Record source URL, DOI, access date, version, and license/access terms.
Keep raw data read-only under data_packs/public/<dataset_id>/raw.
Save converted data under data_packs/public/<dataset_id>/processed.
Keep source_dataset and subject_id in every row.
Split train/validation/test by subject.
Run iints data realism-check and iints data certify.
Put the research_dataset_plan_manifest.json next to the model output.

Sources¶

D1NAMO on Zenodo publishes the open multimodal D1NAMO archive and its license metadata.

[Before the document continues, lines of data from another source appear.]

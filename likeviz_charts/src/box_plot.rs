// Copyright 2025 the likeviz Authors
// SPDX-License-Identifier: Apache-2.0 OR MIT

//! Box plot builder: one box per category, summarizing a numeric field.

extern crate alloc;

use alloc::string::{String, ToString};
use alloc::vec::Vec;

use kurbo::Rect;
use likeviz_core::{MarkId, Scene};
use likeviz_transforms::{CoercedRecord, Coercion, GroupSummary, extent, summarize_by};
use peniko::color::palette::css;
use peniko::{Brush, Color};

use crate::axis::{AxisSpec, StrokeStyle};
use crate::error::{ChartError, number_field, text_field};
use crate::layout::{ChartLayoutSpec, Margin, Size, X_AXIS_IDS, Y_AXIS_IDS};
use crate::log::log_debug;
use crate::rect_mark::RectMarkSpec;
use crate::rule_mark::RuleMarkSpec;
use crate::scale::{ScaleBand, ScaleLinear, ScaleLinearSpec};
use crate::z_order;

/// Box plot of `value` grouped by `category`.
///
/// Each category gets a whisker from min to max, a box from the first to the third
/// quartile and a thicker median rule. Categories appear left to right in first-occurrence
/// order.
#[derive(Clone, Debug)]
pub struct BoxPlotSpec {
    /// Stable-id base for every generated mark.
    pub id_base: u64,
    /// Categorical field (text).
    pub category: String,
    /// Numeric field.
    pub value: String,
    /// View size and margins.
    pub layout: ChartLayoutSpec,
    /// Band padding (inner and outer) of the category scale.
    pub band_padding: f64,
    /// Fixed y domain, or `None` to use the niced data extent.
    pub y_domain: Option<(f64, f64)>,
    /// Box width as a fraction of the band width.
    pub box_width_ratio: f64,
    /// Box fill.
    pub box_fill: Brush,
    /// Whisker, box outline and median stroke.
    pub stroke: StrokeStyle,
    /// Median stroke width.
    pub median_stroke_width: f64,
    /// Bottom axis title.
    pub x_title: String,
    /// Left axis title.
    pub y_title: String,
}

impl Default for BoxPlotSpec {
    fn default() -> Self {
        Self::new("AgeGroup", "Likes")
    }
}

impl BoxPlotSpec {
    /// Creates a 900x420 box plot over a fixed `[0, 1000]` y domain.
    pub fn new(category: impl Into<String>, value: impl Into<String>) -> Self {
        Self {
            id_base: 0,
            category: category.into(),
            value: value.into(),
            layout: ChartLayoutSpec::new(
                Size::new(900.0, 420.0),
                Margin::new(30.0, 180.0, 70.0, 70.0),
            ),
            band_padding: 0.2,
            y_domain: Some((0.0, 1000.0)),
            box_width_ratio: 0.6,
            box_fill: Brush::Solid(Color::from_rgba8(0x2b, 0x4e, 0x7b, 0xff)),
            stroke: StrokeStyle::solid(css::BLACK, 1.0),
            median_stroke_width: 2.0,
            x_title: "Age Group".into(),
            y_title: "Number of Likes".into(),
        }
    }

    /// Sets the stable-id base.
    pub fn with_id_base(mut self, id_base: u64) -> Self {
        self.id_base = id_base;
        self
    }

    /// Sets the view size and margins.
    pub fn with_layout(mut self, layout: ChartLayoutSpec) -> Self {
        self.layout = layout;
        self
    }

    /// Sets a fixed y domain, or `None` to fit the data.
    pub fn with_y_domain(mut self, y_domain: Option<(f64, f64)>) -> Self {
        self.y_domain = y_domain;
        self
    }

    /// Sets the category band padding.
    pub fn with_band_padding(mut self, padding: f64) -> Self {
        self.band_padding = padding;
        self
    }

    /// Sets the box fill.
    pub fn with_box_fill(mut self, fill: impl Into<Brush>) -> Self {
        self.box_fill = fill.into();
        self
    }

    /// Sets both axis titles.
    pub fn with_titles(mut self, x: impl Into<String>, y: impl Into<String>) -> Self {
        self.x_title = x.into();
        self.y_title = y.into();
        self
    }

    /// The coercion this chart expects its records to have gone through.
    pub fn coercion(&self) -> Coercion {
        Coercion::new().number(self.value.as_str())
    }

    /// Five-number summaries per category, in first-occurrence order.
    pub fn summaries(
        &self,
        records: &[CoercedRecord],
    ) -> Result<Vec<(String, GroupSummary)>, ChartError> {
        let pairs = records
            .iter()
            .enumerate()
            .map(|(row, r)| {
                Ok((
                    text_field(r, row, &self.category)?,
                    number_field(r, row, &self.value)?,
                ))
            })
            .collect::<Result<Vec<(&str, f64)>, ChartError>>()?;
        let summaries = summarize_by(&pairs, |(k, _)| *k, |(_, v)| *v)?;
        Ok(summaries
            .into_iter()
            .map(|(k, s)| (k.to_string(), s))
            .collect())
    }

    /// Category and value scales for the given summaries and plot.
    pub fn scales(
        &self,
        summaries: &[(String, GroupSummary)],
        plot: Rect,
    ) -> (ScaleBand, ScaleLinear) {
        let x = ScaleBand::new(summaries.iter().map(|(k, _)| k.as_str()), (plot.x0, plot.x1))
            .with_padding(self.band_padding);
        let y = match self.y_domain {
            Some(domain) => ScaleLinear::new(domain, (plot.y1, plot.y0)),
            None => {
                let domain = extent(summaries.iter().flat_map(|(_, s)| [s.min, s.max]))
                    .unwrap_or((0.0, 1.0));
                ScaleLinearSpec::new(domain)
                    .with_nice(true)
                    .instantiate_resolved((plot.y1, plot.y0), 10)
            }
        };
        (x, y)
    }

    /// Builds the chart.
    pub fn scene(&self, records: &[CoercedRecord]) -> Result<Scene, ChartError> {
        let layout = self.layout.arrange();
        let plot = layout.plot;
        let summaries = self.summaries(records)?;
        let (x, y) = self.scales(&summaries, plot);

        let mut scene = Scene::new(layout.view);
        let box_width = x.band_width() * self.box_width_ratio;
        let median_stroke = StrokeStyle {
            stroke_width: self.median_stroke_width,
            ..self.stroke.clone()
        };

        for (i, (key, s)) in summaries.iter().enumerate() {
            let Some(cx) = x.center(key) else {
                continue;
            };
            let (left, right) = (cx - box_width * 0.5, cx + box_width * 0.5);

            scene.push(
                RuleMarkSpec::vertical(
                    MarkId::for_row(self.id_base, 3 * i),
                    cx,
                    y.map(s.min),
                    y.map(s.max),
                )
                .with_stroke(self.stroke.clone())
                .with_z_index(z_order::SERIES_FILL)
                .mark(),
            );
            scene.push(
                RectMarkSpec::new(
                    MarkId::for_row(self.id_base, 3 * i + 1),
                    Rect::new(left, y.map(s.q3), right, y.map(s.q1)),
                )
                .with_fill(self.box_fill.clone())
                .with_stroke(self.stroke.clone())
                .mark(),
            );
            scene.push(
                RuleMarkSpec::horizontal(
                    MarkId::for_row(self.id_base, 3 * i + 2),
                    y.map(s.median),
                    left,
                    right,
                )
                .with_stroke(median_stroke.clone())
                .mark(),
            );
        }

        scene.extend(
            AxisSpec::bottom(self.id_base + X_AXIS_IDS, x)
                .with_title(self.x_title.clone(), 30.0)
                .marks(plot),
        );
        scene.extend(
            AxisSpec::left(self.id_base + Y_AXIS_IDS, y)
                .with_title(self.y_title.clone(), 45.0)
                .marks(plot),
        );

        log_debug!(
            groups = summaries.len(),
            marks = scene.len(),
            "built box plot"
        );
        Ok(scene)
    }
}

#[cfg(test)]
mod tests {
    extern crate std;

    use alloc::vec;

    use likeviz_transforms::Record;

    use super::*;

    fn records(rows: &[(&str, &str)]) -> Vec<CoercedRecord> {
        let raw: Vec<Record> = rows
            .iter()
            .map(|&(a, l)| Record::new().with("AgeGroup", a).with("Likes", l))
            .collect();
        BoxPlotSpec::default().coercion().apply(&raw).records
    }

    #[test]
    fn one_box_per_group_in_first_occurrence_order() {
        let spec = BoxPlotSpec::default();
        let recs = records(&[
            ("26-35", "100"),
            ("18-25", "200"),
            ("26-35", "300"),
            ("18-25", "400"),
            ("36-45", "500"),
        ]);
        let summaries = spec.summaries(&recs).expect("valid records");
        let keys: Vec<&str> = summaries.iter().map(|(k, _)| k.as_str()).collect();
        assert_eq!(keys, vec!["26-35", "18-25", "36-45"]);
        assert_eq!(summaries[0].1.median, 200.0);

        let scene = spec.scene(&recs).expect("valid records");
        let boxes = scene
            .marks
            .iter()
            .filter(|m| m.z_index == z_order::SERIES_FILL && m.as_rect().is_some())
            .count();
        assert_eq!(boxes, 3);
    }

    #[test]
    fn box_spans_the_quartiles_and_median_is_thicker() {
        let spec = BoxPlotSpec::default();
        let recs = records(&[("a", "0"), ("a", "400"), ("a", "1000")]);
        let scene = spec.scene(&recs).expect("valid records");

        // Plot is y in [30, 350]; the y scale maps [0, 1000] onto [350, 30].
        let body = scene
            .get(MarkId::from_raw(1))
            .and_then(|m| m.as_rect())
            .expect("box");
        assert!((body.rect.y0 - (350.0 - 0.32 * 700.0)).abs() < 1e-9, "{body:?}");
        assert!((body.rect.y1 - (350.0 - 0.32 * 200.0)).abs() < 1e-9, "{body:?}");
        assert_eq!(body.stroke_width, 1.0);

        let median = scene
            .get(MarkId::from_raw(2))
            .and_then(|m| m.as_path())
            .expect("median");
        assert_eq!(median.stroke_width, 2.0);
        let b = median.path.elements();
        assert_eq!(b.len(), 2);

        let whisker = scene
            .get(MarkId::from_raw(0))
            .and_then(|m| m.as_path())
            .expect("whisker");
        let wb = kurbo::Shape::bounding_box(&whisker.path);
        assert_eq!((wb.y0, wb.y1), (30.0, 350.0));
    }

    #[test]
    fn box_is_centered_in_its_band() {
        let spec = BoxPlotSpec::default();
        let recs = records(&[("a", "1"), ("b", "2")]);
        let plot = spec.layout.arrange().plot;
        let summaries = spec.summaries(&recs).expect("valid records");
        let (x, _) = spec.scales(&summaries, plot);
        let scene = spec.scene(&recs).expect("valid records");
        let body = scene
            .get(MarkId::from_raw(4))
            .and_then(|m| m.as_rect())
            .expect("second box");
        let center = x.center("b").expect("b is in the domain");
        assert!((body.rect.center().x - center).abs() < 1e-9);
        assert!((body.rect.width() - 0.6 * x.band_width()).abs() < 1e-9);
    }

    #[test]
    fn missing_category_field_is_an_error() {
        let raw = vec![Record::new().with("Likes", "5")];
        let recs = BoxPlotSpec::default().coercion().apply(&raw).records;
        let err = BoxPlotSpec::default().scene(&recs).expect_err("no AgeGroup");
        assert_eq!(
            err,
            ChartError::MissingField {
                row: 0,
                field: "AgeGroup".into(),
            }
        );
    }

    #[test]
    fn fitted_domain_is_niced() {
        let spec = BoxPlotSpec::default().with_y_domain(None);
        let recs = records(&[("a", "3"), ("a", "97")]);
        let plot = spec.layout.arrange().plot;
        let summaries = spec.summaries(&recs).expect("valid records");
        let (_, y) = spec.scales(&summaries, plot);
        assert_eq!(y.domain(), (0.0, 100.0));
    }

    #[test]
    fn no_records_gives_axes_only() {
        let scene = BoxPlotSpec::default().scene(&[]).expect("empty is fine");
        assert!(!scene.is_empty());
        assert!(scene.marks.iter().all(|m| m.id.0 >= X_AXIS_IDS));
    }
}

Jaeb Public Diabetes Datasets lists T1DEXI, DCLP3/iDCL, Loop, PEDAP, AIDE T1D, and other CGM-containing studies.
NIDDK DCLP3/iDCL study page describes the iDCL/DCLP3 trial and points to public dataset access.
T1D-UOM Scientific Data paper describes the longitudinal multimodal dataset and Zenodo repository.
AZT1D arXiv paper describes the AID-oriented AZT1D dataset and its Mendeley DOI.
MetaboNet arXiv paper describes the consolidated T1D dataset and mixed-access public/DUA model.
Glucose-ML arXiv paper summarizes a benchmark collection of longitudinal diabetes datasets for robust AI work.